Outcomes Poor in Triple Negative Breast Cancer

Distant metastasis more likely in triple negative patients than in other subtypes

WEDNESDAY, Dec. 27 (HealthDay News) -- In conservatively managed early-stage breast cancer patients, those classified as triple negative for estrogen receptor, progesterone receptor and HER2/neu have a significantly poorer prognosis than patients with other subtypes, according to a study published in the Dec. 20 issue of the Journal of Clinical Oncology.

Bruce G. Haffty, M.D., of the Cancer Institute of New Jersey, Robert Wood Johnson Medical School in New Brunswick, N.J., and colleagues identified 482 patients with all three markers available and classified 117 as triple negative.

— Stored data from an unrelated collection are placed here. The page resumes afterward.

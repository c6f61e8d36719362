//! Desired-state projection and manager workload templates
//!
//! A [`ManagerSpec`] is the essential description of one per-network manager
//! workload: which network it serves, on which VLAN, where it may run, and
//! which gateways and interface mappings it carries. The projector maps
//! declared VlanNetworks onto ManagerSpecs; the templates materialize a
//! ManagerSpec into the DaemonSet and Service the executor submits; and
//! `manager_from_daemon_set` recovers a ManagerSpec from an observed
//! DaemonSet so the planner can diff desired against observed.

use std::cmp::Ordering;
use std::collections::BTreeMap;

use k8s_openapi::api::apps::v1::{DaemonSet, DaemonSetSpec};
use k8s_openapi::api::core::v1::{
    Affinity, Capabilities, Container, ContainerPort, EnvVar, PodSpec, PodTemplateSpec,
    SecurityContext, Service, ServicePort, ServiceSpec,
};
use k8s_openapi::apimachinery::pkg::apis::meta::v1::{LabelSelector, ObjectMeta};
use k8s_openapi::apimachinery::pkg::util::intstr::IntOrString;

use crate::config::OperatorConfig;
use crate::crd::{Gateway, IpMapping, VlanNetwork, VlanNetworkPool};
use crate::{
    leader_lease_name, manager_set_name, service_name, Error, Result, MANAGER_CONTAINER_NAME,
    MANAGER_LABEL, MANAGER_PORT,
};

/// Essential attributes of one per-network manager workload
#[derive(Clone, Debug, PartialEq)]
pub struct ManagerSpec {
    /// Name of the owning VlanNetwork
    pub network_name: String,
    /// VLAN id the managers serve
    pub vlan_id: u16,
    /// Gateways owned by the elected leader
    pub gateways: Vec<Gateway>,
    /// Node affinity constraining manager placement
    pub manager_affinity: Option<Affinity>,
    /// Node-to-interface mappings
    pub mappings: Vec<IpMapping>,
    /// Declared pools, passed through to the manager environment
    pub pools: Vec<VlanNetworkPool>,
}

impl ManagerSpec {
    /// Project one declared network onto its manager workload
    pub fn from_network(network: &VlanNetwork) -> Self {
        Self {
            network_name: network.metadata.name.clone().unwrap_or_default(),
            vlan_id: network.spec.vlan_id,
            gateways: network.spec.gateways.clone(),
            manager_affinity: network.spec.manager_affinity.clone(),
            mappings: network.spec.mappings.clone(),
            pools: network.spec.pools.clone(),
        }
    }

    /// Ordering key used to sort desired and observed sequences
    pub fn cmp_key(&self, other: &Self) -> Ordering {
        (self.network_name.as_str(), self.vlan_id).cmp(&(other.network_name.as_str(), other.vlan_id))
    }

    /// Two managers are interchangeable iff vlan id, sorted gateways and
    /// sorted mappings agree. Pools and affinity deliberately do not force a
    /// replace: pools flow through IPAM, and affinity alone never changes a
    /// placed daemon.
    pub fn same_config(&self, other: &Self) -> bool {
        self.vlan_id == other.vlan_id
            && sorted_gateways(&self.gateways) == sorted_gateways(&other.gateways)
            && sorted_mappings(&self.mappings) == sorted_mappings(&other.mappings)
    }

    /// The mapped interface for a node, when one is declared
    pub fn interface_for_node(&self, node: &str) -> Option<&str> {
        self.mappings
            .iter()
            .find(|m| m.node_name == node)
            .map(|m| m.interface.as_str())
    }
}

fn sorted_gateways(gateways: &[Gateway]) -> Vec<Gateway> {
    let mut sorted = gateways.to_vec();
    sorted.sort_by(|a, b| a.address.cmp(&b.address));
    sorted
}

fn sorted_mappings(mappings: &[IpMapping]) -> Vec<IpMapping> {
    let mut sorted = mappings.to_vec();
    sorted.sort_by(|a, b| a.node_name.cmp(&b.node_name));
    sorted
}

/// Project every declared network onto its manager workload
pub fn project(networks: &[VlanNetwork]) -> Vec<ManagerSpec> {
    networks.iter().map(ManagerSpec::from_network).collect()
}

fn manager_labels(network: &str) -> BTreeMap<String, String> {
    BTreeMap::from([(MANAGER_LABEL.to_string(), network.to_string())])
}

fn env(name: &str, value: impl Into<String>) -> EnvVar {
    EnvVar {
        name: name.to_string(),
        value: Some(value.into()),
        ..Default::default()
    }
}

/// Materialize the manager DaemonSet for a spec
pub fn daemon_set_for(spec: &ManagerSpec, config: &OperatorConfig) -> Result<DaemonSet> {
    let pools = serde_json::to_string(&spec.pools)
        .map_err(|e| Error::parsing("manager pools env", e))?;
    let gateways = serde_json::to_string(&spec.gateways)
        .map_err(|e| Error::parsing("manager gateways env", e))?;
    let mappings = serde_json::to_string(&spec.mappings)
        .map_err(|e| Error::parsing("manager mappings env", e))?;

    let container = Container {
        name: MANAGER_CONTAINER_NAME.to_string(),
        image: Some(config.manager_image.clone()),
        image_pull_policy: Some(config.manager_pull_policy.clone()),
        ports: Some(vec![ContainerPort {
            name: Some("manager".to_string()),
            container_port: MANAGER_PORT as i32,
            protocol: Some("TCP".to_string()),
            ..Default::default()
        }]),
        env: Some(vec![
            env("VLAN_ID", spec.vlan_id.to_string()),
            env("NAMESPACE", &config.namespace),
            env("LOCK_NAME", leader_lease_name(&spec.network_name)),
            env("OWNER_NETWORK", &spec.network_name),
            env("POOLS", pools),
            env("GATEWAYS", gateways),
            env("MAPPINGS", mappings),
        ]),
        security_context: Some(SecurityContext {
            capabilities: Some(Capabilities {
                add: Some(vec!["NET_ADMIN".to_string(), "NET_RAW".to_string()]),
                ..Default::default()
            }),
            ..Default::default()
        }),
        ..Default::default()
    };

    Ok(DaemonSet {
        metadata: ObjectMeta {
            name: Some(manager_set_name(&spec.network_name)),
            namespace: Some(config.namespace.clone()),
            labels: Some(manager_labels(&spec.network_name)),
            ..Default::default()
        },
        spec: Some(DaemonSetSpec {
            selector: LabelSelector {
                match_labels: Some(manager_labels(&spec.network_name)),
                ..Default::default()
            },
            template: PodTemplateSpec {
                metadata: Some(ObjectMeta {
                    labels: Some(manager_labels(&spec.network_name)),
                    ..Default::default()
                }),
                spec: Some(PodSpec {
                    service_account_name: Some(config.service_account.clone()),
                    host_pid: Some(true),
                    affinity: spec.manager_affinity.clone(),
                    containers: vec![container],
                    ..Default::default()
                }),
            },
            ..Default::default()
        }),
        ..Default::default()
    })
}

/// Materialize the per-network service fronting the manager pods.
///
/// Local traffic policy keeps a worker's request on its own node, which is
/// what makes the macvlan land in the right network namespace.
pub fn service_for(spec: &ManagerSpec, namespace: &str) -> Service {
    Service {
        metadata: ObjectMeta {
            name: Some(service_name(&spec.network_name)),
            namespace: Some(namespace.to_string()),
            ..Default::default()
        },
        spec: Some(ServiceSpec {
            selector: Some(manager_labels(&spec.network_name)),
            internal_traffic_policy: Some("Local".to_string()),
            ports: Some(vec![ServicePort {
                name: Some("manager".to_string()),
                protocol: Some("TCP".to_string()),
                port: MANAGER_PORT as i32,
                target_port: Some(IntOrString::Int(MANAGER_PORT as i32)),
                ..Default::default()
            }]),
            ..Default::default()
        }),
        ..Default::default()
    }
}

/// Recover a ManagerSpec from an observed DaemonSet
pub fn manager_from_daemon_set(set: &DaemonSet) -> Result<ManagerSpec> {
    let network_name = set
        .metadata
        .labels
        .as_ref()
        .and_then(|l| l.get(MANAGER_LABEL))
        .cloned()
        .ok_or_else(|| {
            Error::internal(format!(
                "daemonset '{}' carries no manager label",
                set.metadata.name.as_deref().unwrap_or("?")
            ))
        })?;

    let template = set
        .spec
        .as_ref()
        .map(|s| &s.template)
        .ok_or_else(|| Error::internal("daemonset without a pod template"))?;
    let pod_spec = template
        .spec
        .as_ref()
        .ok_or_else(|| Error::internal("daemonset template without a pod spec"))?;
    let container = pod_spec
        .containers
        .iter()
        .find(|c| c.name == MANAGER_CONTAINER_NAME)
        .ok_or_else(|| Error::internal("daemonset without a manager container"))?;

    let mut vlan_id = 0u16;
    let mut gateways = Vec::new();
    let mut mappings = Vec::new();
    let mut pools = Vec::new();
    for var in container.env.as_deref().unwrap_or_default() {
        let Some(value) = var.value.as_deref() else {
            continue;
        };
        match var.name.as_str() {
            "VLAN_ID" => {
                vlan_id = value
                    .parse()
                    .map_err(|e| Error::parsing("VLAN_ID env of observed manager", e))?;
            }
            "GATEWAYS" => {
                gateways = serde_json::from_str(value)
                    .map_err(|e| Error::parsing("GATEWAYS env of observed manager", e))?;
            }
            "MAPPINGS" => {
                mappings = serde_json::from_str(value)
                    .map_err(|e| Error::parsing("MAPPINGS env of observed manager", e))?;
            }
            "POOLS" => {
                pools = serde_json::from_str(value)
                    .map_err(|e| Error::parsing("POOLS env of observed manager", e))?;
            }
            _ => {}
        }
    }

    Ok(ManagerSpec {
        network_name,
        vlan_id,
        gateways,
        manager_affinity: pod_spec.affinity.clone(),
        mappings,
        pools,
    })
}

At five years, the researchers found that the triple negative group had a lower distant metastasis-free rate than the other subtypes (67 percent versus 82 percent) but the same local control rate (83 percent). They also found that the triple negative subtype was an independent predictor of distant metastasis (hazard ratio, 2.14) and cause-specific survival (HR, 1.79).

"The high rate of distant metastasis, even among this cohort of women presenting with early-stage disease, reinforces the need to evaluate, in well-designed prospective studies, alternative forms of systemic therapy, including the use of targeted molecular therapies," the authors conclude.